Despite expectations of a trade deal relatively thin from a resumption of trade talks between Beijing and Washington this week, market watchers attributed the moves to positioning after a brief bout of volatility last week.
“We had a lot of market volatility last week and the current move in the high-beta currencies is due to some unwinding of extreme long positions in the dollar,” said Morten Lund, a senior FX strategist at Nordea.
Latest futures data showed hedge funds have added to their massive long dollar positions.
Against a basket of its rivals <.DXY>, the dollar dipped 0.1% to 98.91 after posting its biggest single-day rise in a week in the previous session.
Markets will be keenly watching comments from U.S. Federal Reserve Chairman Jerome Powell later in the day after some weak U.S. data last week raised concerns the U.S. economy may be heading towards a protracted slowdown.
The euro <EUR=EBS> got a boost from German industrial output data which rose unexpectedly in August.
The single currency rose 0.1% to $1.09815 but remained within sight of a more than a two-year low of $1.08790 hit last week.

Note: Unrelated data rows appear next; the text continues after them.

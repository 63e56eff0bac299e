use crate::abilities::hooks::AbilityHooks;
use crate::abilities::implementations::{
    contact, final_modifiers, immunity, intimidate, speed, stat_modifiers, weather_setters,
};
use crate::abilities::AbilityId;

pub static ABILITY_REGISTRY: [Option<AbilityHooks>; AbilityId::COUNT] = {
    let mut registry: [Option<AbilityHooks>; AbilityId::COUNT] = [None; AbilityId::COUNT];

    // =========================================================================
    // Weather / Terrain Setters
    // =========================================================================
    registry[AbilityId::Drizzle as usize] = Some(AbilityHooks {
        on_switch_in: Some(weather_setters::drizzle),
        ..AbilityHooks::NONE
    });
    registry[AbilityId::Drought as usize] = Some(AbilityHooks {
        on_switch_in: Some(weather_setters::drought),
        ..AbilityHooks::NONE
    });
    registry[AbilityId::SandStream as usize] = Some(AbilityHooks {
        on_switch_in: Some(weather_setters::sand_stream),
        ..AbilityHooks::NONE
    });
    registry[AbilityId::SnowWarning as usize] = Some(AbilityHooks {
        on_switch_in: Some(weather_setters::snow_warning),
        ..AbilityHooks::NONE
    });

    registry[AbilityId::ElectricSurge as usize] = Some(AbilityHooks {
        on_switch_in: Some(weather_setters::electric_surge),
        ..AbilityHooks::NONE
    });
    registry[AbilityId::GrassySurge as usize] = Some(AbilityHooks {
        on_switch_in: Some(weather_setters::grassy_surge),
        ..AbilityHooks::NONE
    });
    registry[AbilityId::MistySurge as usize] = Some(AbilityHooks {
        on_switch_in: Some(weather_setters::misty_surge),
        ..AbilityHooks::NONE
    });
    registry[AbilityId::PsychicSurge as usize] = Some(AbilityHooks {
        on_switch_in: Some(weather_setters::psychic_surge),
        ..AbilityHooks::NONE
    });

    // =========================================================================
    // Switch-in Stat Changes
    // =========================================================================
    registry[AbilityId::Intimidate as usize] = Some(AbilityHooks {
        on_switch_in: Some(intimidate::intimidate),
        ..AbilityHooks::NONE
    });
    registry[AbilityId::Download as usize] = Some(AbilityHooks {
        on_switch_in: Some(intimidate::download),
        ..AbilityHooks::NONE
    });

    // =========================================================================
    // Attack / Defense Modifiers
    // =========================================================================
    registry[AbilityId::HugePower as usize] = Some(AbilityHooks {
        on_modify_attack: Some(stat_modifiers::huge_power),
        ..AbilityHooks::NONE
    });
    registry[AbilityId::PurePower as usize] = Some(AbilityHooks {
        on_modify_attack: Some(stat_modifiers::huge_power),
        ..AbilityHooks::NONE
    });
    registry[AbilityId::Guts as usize] = Some(AbilityHooks {
        on_modify_attack: Some(stat_modifiers::guts),
        ..AbilityHooks::NONE
    });
    registry[AbilityId::Blaze as usize] = Some(AbilityHooks {
        on_modify_attack: Some(stat_modifiers::blaze),
        ..AbilityHooks::NONE
    });
    registry[AbilityId::Torrent as usize] = Some(AbilityHooks {
        on_modify_attack: Some(stat_modifiers::torrent),
        ..AbilityHooks::NONE
    });
    registry[AbilityId::Overgrow as usize] = Some(AbilityHooks {
        on_modify_attack: Some(stat_modifiers::overgrow),
        ..AbilityHooks::NONE
    });
    registry[AbilityId::Swarm as usize] = Some(AbilityHooks {
        on_modify_attack: Some(stat_modifiers::swarm),
        ..AbilityHooks::NONE
    });
    registry[AbilityId::ThickFat as usize] = Some(AbilityHooks {
        on_modify_defense: Some(stat_modifiers::thick_fat),
        ..AbilityHooks::NONE
    });
    registry[AbilityId::MarvelScale as usize] = Some(AbilityHooks {
        on_modify_defense: Some(stat_modifiers::marvel_scale),
        ..AbilityHooks::NONE
    });

    // =========================================================================
    // Final Modifiers
    // =========================================================================
    registry[AbilityId::TintedLens as usize] = Some(AbilityHooks {
        on_attacker_final_mod: Some(final_modifiers::tinted_lens),
        ..AbilityHooks::NONE
    });
    registry[AbilityId::Multiscale as usize] = Some(AbilityHooks {
        on_defender_final_mod: Some(final_modifiers::multiscale),
        ..AbilityHooks::NONE
    });
    registry[AbilityId::Filter as usize] = Some(AbilityHooks {
        on_defender_final_mod: Some(final_modifiers::filter),
        ..AbilityHooks::NONE
    });
    registry[AbilityId::SolidRock as usize] = Some(AbilityHooks {
        on_defender_final_mod: Some(final_modifiers::filter),
        ..AbilityHooks::NONE
    });

    // =========================================================================
    // Immunities
    // =========================================================================
    registry[AbilityId::Levitate as usize] = Some(AbilityHooks {
        on_type_immunity: Some(immunity::levitate),
        ..AbilityHooks::NONE
    });
    registry[AbilityId::VoltAbsorb as usize] = Some(AbilityHooks {
        on_type_immunity: Some(immunity::volt_absorb),
        ..AbilityHooks::NONE
    });
    registry[AbilityId::WaterAbsorb as usize] = Some(AbilityHooks {
        on_type_immunity: Some(immunity::water_absorb),
        ..AbilityHooks::NONE
    });
    registry[AbilityId::ShellArmor as usize] = Some(AbilityHooks {
        on_crit_immunity: Some(immunity::shell_armor),
        ..AbilityHooks::NONE
    });
    registry[AbilityId::BattleArmor as usize] = Some(AbilityHooks {
        on_crit_immunity: Some(immunity::shell_armor),
        ..AbilityHooks::NONE
    });

    // =========================================================================
    // Contact
    // =========================================================================
    registry[AbilityId::Static as usize] = Some(AbilityHooks {
        on_damaging_hit: Some(contact::static_ability),
        ..AbilityHooks::NONE
    });
    registry[AbilityId::FlameBody as usize] = Some(AbilityHooks {
        on_damaging_hit: Some(contact::flame_body),
        ..AbilityHooks::NONE
    });
    registry[AbilityId::PoisonPoint as usize] = Some(AbilityHooks {
        on_damaging_hit: Some(contact::poison_point),
        ..AbilityHooks::NONE
    });
    registry[AbilityId::RoughSkin as usize] = Some(AbilityHooks {
        on_damaging_hit: Some(contact::rough_skin),
        ..AbilityHooks::NONE
    });

    // =========================================================================
    // Speed
    // =========================================================================
    registry[AbilityId::Chlorophyll as usize] = Some(AbilityHooks {
        on_modify_speed: Some(speed::chlorophyll),
        ..AbilityHooks::NONE
    });
    registry[AbilityId::SwiftSwim as usize] = Some(AbilityHooks {
        on_modify_speed: Some(speed::swift_swim),
        ..AbilityHooks::NONE
    });
    registry[AbilityId::SandRush as usize] = Some(AbilityHooks {
        on_modify_speed: Some(speed::sand_rush),
        ..AbilityHooks::NONE
    });
    registry[AbilityId::SpeedBoost as usize] = Some(AbilityHooks {
        on_end_of_turn: Some(speed::speed_boost),
        ..AbilityHooks::NONE
    });

    registry
};
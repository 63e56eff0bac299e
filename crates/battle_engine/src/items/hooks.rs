//! Item hook type definitions.

use crate::damage::Modifier;
use crate::moves::MoveCategory;
use crate::state::Combatant;

/// Attack stat multiplier for the holder's move.
pub type OnModifyAttack = fn(holder: &Combatant, category: MoveCategory) -> Modifier;

/// Final damage multiplier (step 8), given the hit's effectiveness.
pub type OnFinalModifier = fn(holder: &Combatant, effectiveness: u8) -> Modifier;

/// HP the holder loses after dealing `damage`.
pub type OnAfterHit = fn(holder: &Combatant, damage: u16) -> Option<u16>;

/// HP the holder recovers at end of turn.
pub type OnEndOfTurn = fn(holder: &Combatant) -> Option<u16>;

#[derive(Clone, Copy)]
pub struct ItemHooks {
    pub on_modify_attack: Option<OnModifyAttack>,
    pub on_final_modifier: Option<OnFinalModifier>,
    pub on_after_hit: Option<OnAfterHit>,
    pub on_end_of_turn: Option<OnEndOfTurn>,
    /// Locks the holder into the first move it selects.
    pub choice_lock: bool,
}

impl ItemHooks {
    /// Empty hooks (default)
    pub const NONE: Self = Self {
        on_modify_attack: None,
        on_final_modifier: None,
        on_after_hit: None,
        on_end_of_turn: None,
        choice_lock: false,
    };
}
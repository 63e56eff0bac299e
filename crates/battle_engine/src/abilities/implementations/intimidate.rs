//! Switch-in abilities that change stat stages.

use crate::conditions::apply_boosts;
use crate::events::BattleEvent;
use crate::state::{BattleState, CombatantRef};
use crate::stats::{BattleStat, BoostStat};

/// Intimidate: -1 Atk to the active foe.
pub fn intimidate(state: &mut BattleState, owner: CombatantRef, events: &mut Vec<BattleEvent>) {
    let target = state.foe_of(owner);
    if state.combatant(target).is_fainted() {
        return;
    }
    events.push(BattleEvent::AbilityActivated {
        owner,
        ability: state.combatant(owner).ability.name(),
    });
    apply_boosts(state, target, &[(BoostStat::Atk, -1)], events);
}

/// Download: +1 Atk if the foe's Def is lower than its SpD, otherwise +1 SpA.
pub fn download(state: &mut BattleState, owner: CombatantRef, events: &mut Vec<BattleEvent>) {
    let foe = state.combatant(state.foe_of(owner));
    if foe.is_fainted() {
        return;
    }
    let def = foe.stat(BattleStat::Def);
    let spd = foe.stat(BattleStat::SpD);
    let stat = if def < spd { BoostStat::Atk } else { BoostStat::SpA };

    events.push(BattleEvent::AbilityActivated {
        owner,
        ability: state.combatant(owner).ability.name(),
    });
    apply_boosts(state, owner, &[(stat, 1)], events);
}
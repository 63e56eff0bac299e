//! Error taxonomy for battle construction and turn resolution.

use crate::battle::Action;
use crate::state::SideId;

/// Errors surfaced by `reset` and `resolve_turn`.
///
/// A returned error never leaves a partially mutated state behind: the
/// resolver works on its own copy and only hands it back on success.
#[derive(Clone, Debug, PartialEq, Eq, thiserror::Error)]
pub enum BattleError {
    /// The submitted action is not in the side's legal-action mask.
    #[error("illegal action {action:?} for {side}: {reason}")]
    IllegalAction {
        side: SideId,
        action: Action,
        reason: &'static str,
    },

    /// Team data could not be turned into combatants.
    #[error("invalid team data: {0}")]
    InvalidTeamData(String),

    /// The ruleset cannot run a battle.
    #[error("invalid ruleset: {0}")]
    InvalidRules(String),

    /// An internal invariant was violated. Fatal for the episode.
    #[error("inconsistent battle state: {0}")]
    InconsistentState(String),

    /// The battle already has an outcome.
    #[error("battle is already over")]
    BattleOver,
}

impl BattleError {
    pub(crate) fn illegal(side: SideId, action: Action, reason: &'static str) -> Self {
        BattleError::IllegalAction {
            side,
            action,
            reason,
        }
    }
}
//! Mechanics constants, loadable from JSON.

use serde::{Deserialize, Serialize};

use crate::damage::Modifier;
use crate::error::BattleError;

/// Tunable mechanics. `Default` is the modern ruleset.
///
/// Every field is optional in serialized form; missing fields take their
/// default value.
#[derive(Clone, Debug, PartialEq, Eq, Serialize, Deserialize)]
#[serde(default)]
pub struct Ruleset {
    /// Critical hit multiplier (4096-scale).
    pub crit_multiplier: Modifier,
    /// Percent chance a paralyzed combatant loses its turn.
    pub full_paralysis_chance: u8,
    /// Percent chance a frozen combatant thaws when trying to act.
    pub thaw_chance: u8,
    /// Inclusive range the sleep counter is drawn from at infliction.
    pub sleep_counter: (u8, u8),
    /// Paralysis divides effective speed by this value.
    pub paralysis_speed_divisor: u8,
    pub weather_turns: u8,
    pub terrain_turns: u8,
    /// Trick Room and Gravity duration.
    pub room_turns: u8,
    pub taunt_turns: u8,
    pub disable_turns: u8,
    /// Turn limit after which the battle is a draw. 0 disables the limit.
    pub max_turns: u16,
}

impl Default for Ruleset {
    fn default() -> Self {
        Self {
            crit_multiplier: Modifier::ONE_POINT_FIVE,
            full_paralysis_chance: 25,
            thaw_chance: 20,
            sleep_counter: (2, 4),
            paralysis_speed_divisor: 2,
            weather_turns: 5,
            terrain_turns: 5,
            room_turns: 5,
            taunt_turns: 3,
            disable_turns: 4,
            max_turns: 0,
        }
    }
}

impl Ruleset {
    /// Parse a ruleset from JSON, filling unspecified fields with defaults.
    pub fn from_json(json: &str) -> Result<Self, serde_json::Error> {
        serde_json::from_str(json)
    }

    /// Reject durations of zero turns. A field effect started with one
    /// would be announced without ever being in play.
    pub fn validate(&self) -> Result<(), BattleError> {
        let durations = [
            ("weather_turns", self.weather_turns),
            ("terrain_turns", self.terrain_turns),
            ("room_turns", self.room_turns),
            ("taunt_turns", self.taunt_turns),
            ("disable_turns", self.disable_turns),
        ];
        match durations.iter().find(|(_, turns)| *turns == 0) {
            Some((name, _)) => Err(BattleError::InvalidRules(format!("{name} must be at least 1"))),
            None => Ok(()),
        }
    }
}
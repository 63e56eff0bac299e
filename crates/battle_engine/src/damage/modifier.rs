//! Type-safe damage modifier.

use serde::{Deserialize, Serialize};

/// A fixed-point multiplier (4096 scale).
#[derive(Clone, Copy, Debug, PartialEq, Eq, PartialOrd, Ord, Serialize, Deserialize)]
#[serde(transparent)]
pub struct Modifier(pub u16);

impl Default for Modifier {
    fn default() -> Self {
        Self::ONE
    }
}

impl Modifier {
    /// 1.0x modifier (4096).
    pub const ONE: Self = Self(4096);

    /// 0.5x modifier (2048).
    pub const HALF: Self = Self(2048);

    /// 2.0x modifier (8192).
    pub const DOUBLE: Self = Self(8192);

    /// 1.5x modifier (6144).
    pub const ONE_POINT_FIVE: Self = Self(6144);

    /// 1.3x terrain boost (5325).
    pub const ONE_POINT_THREE: Self = Self(5325);

    /// Life Orb modifier (5324, approx 1.3x).
    pub const LIFE_ORB: Self = Self(5324);

    /// Expert Belt (4915, approx 1.2x).
    pub const EXPERT_BELT: Self = Self(4915);

    /// Filter/Solid Rock (0.75x).
    pub const FILTER: Self = Self(3072);

    /// Create a new modifier from a raw u16 value.
    pub const fn new(val: u16) -> Self {
        Self(val)
    }

    /// Get the raw u16 value.
    pub const fn val(self) -> u16 {
        self.0
    }

    /// Apply to a value, truncating: `floor(value * self / 4096)`.
    #[inline]
    pub const fn apply(self, value: u32) -> u32 {
        ((value as u64 * self.0 as u64) / 4096) as u32
    }
}

/// Create a Modifier from a float literal at compile time.
///
/// Rounds to the nearest integer: `round(val * 4096)`.
///
/// # Example
/// ```rust
/// use battle_engine::modifier;
/// const MOD: battle_engine::damage::Modifier = modifier!(1.5); // Modifier(6144)
/// assert_eq!(MOD.val(), 6144);
/// ```
#[macro_export]
macro_rules! modifier {
    ($val:expr) => {
        $crate::damage::Modifier::new(($val * 4096.0 + 0.5) as u16)
    };
}

#[cfg(test)]
mod tests {
    use super::*;

    #[test]
    fn test_apply_truncates() {
        assert_eq!(Modifier::ONE_POINT_FIVE.apply(99), 148);
        assert_eq!(Modifier::HALF.apply(41), 20);
        assert_eq!(Modifier::ONE.apply(12345), 12345);
    }

    #[test]
    fn test_macro() {
        assert_eq!(crate::modifier!(1.5), Modifier::ONE_POINT_FIVE);
        assert_eq!(crate::modifier!(0.75), Modifier::FILTER);
    }
}
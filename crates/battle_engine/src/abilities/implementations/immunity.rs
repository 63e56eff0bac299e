use crate::state::Combatant;
use crate::types::Type;

/// Levitate: immune to Ground moves. Gravity is checked by the caller.
pub fn levitate(move_type: Type) -> bool {
    move_type == Type::Ground
}

/// Volt Absorb: immune to Electric moves. The heal is not modelled.
pub fn volt_absorb(move_type: Type) -> bool {
    move_type == Type::Electric
}

/// Water Absorb: immune to Water moves.
pub fn water_absorb(move_type: Type) -> bool {
    move_type == Type::Water
}

/// Shell Armor / Battle Armor: cannot be critically hit
pub fn shell_armor(_defender: &Combatant) -> bool {
    true
}
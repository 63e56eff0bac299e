//! Shared helpers for the integration tests.
//!
//! Each test binary pulls this in with `mod common;`, so not every helper is
//! used by every binary.
#![allow(dead_code)]

pub mod helpers;
pub mod scenario;
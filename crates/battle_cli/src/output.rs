//! Transcript printing.

use std::io::{self, Write};

use anyhow::Result;
use battle_engine::{BattleEvent, BattleState, SideId};
use serde::Serialize;

/// Where events go: a readable transcript or one JSON object per line.
pub struct Transcript {
    json: bool,
    out: io::StdoutLock<'static>,
}

#[derive(Serialize)]
struct Summary {
    #[serde(rename = "type")]
    kind: &'static str,
    turns: u16,
    finished: bool,
    winner: Option<SideId>,
    remaining: [usize; 2],
}

impl Transcript {
    pub fn new(json: bool) -> Self {
        Self {
            json,
            out: io::stdout().lock(),
        }
    }

    pub fn events(&mut self, events: &[BattleEvent]) -> Result<()> {
        for event in events {
            if self.json {
                serde_json::to_writer(&mut self.out, event)?;
                writeln!(self.out)?;
            } else {
                writeln!(self.out, "{event}")?;
            }
        }
        Ok(())
    }

    /// Final line: outcome and how many combatants each side has left.
    pub fn summary(&mut self, state: &BattleState) -> Result<()> {
        let remaining = SideId::BOTH.map(|side| {
            state
                .side(side)
                .roster
                .iter()
                .filter(|c| !c.is_fainted())
                .count()
        });
        let summary = Summary {
            kind: "summary",
            turns: state.turn,
            finished: state.is_terminal(),
            winner: state.outcome.and_then(|o| o.winner),
            remaining,
        };

        if self.json {
            serde_json::to_writer(&mut self.out, &summary)?;
            writeln!(self.out)?;
            return Ok(());
        }
        let result = match (summary.finished, summary.winner) {
            (false, _) => "unfinished".to_string(),
            (true, None) => "draw".to_string(),
            (true, Some(side)) => format!("{side} wins"),
        };
        writeln!(
            self.out,
            "-- {result} after {} turns ({} / {} left)",
            summary.turns, remaining[0], remaining[1]
        )?;
        Ok(())
    }
}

The Chinese yuan firmed in onshore and offshore trade as Chinese financial markets reopened after a week-long holiday.
The Australian and New Zealand dollars, whose fortunes are often linked with global trade, edged higher as some investors reduced bearish bets, though dealers warned this move could fade depending on the tone of the trade talks in Washington.
Deputy-level meetings between U.S. and Chinese trade negotiators began in Washington on Monday, with little immediate signs of progress.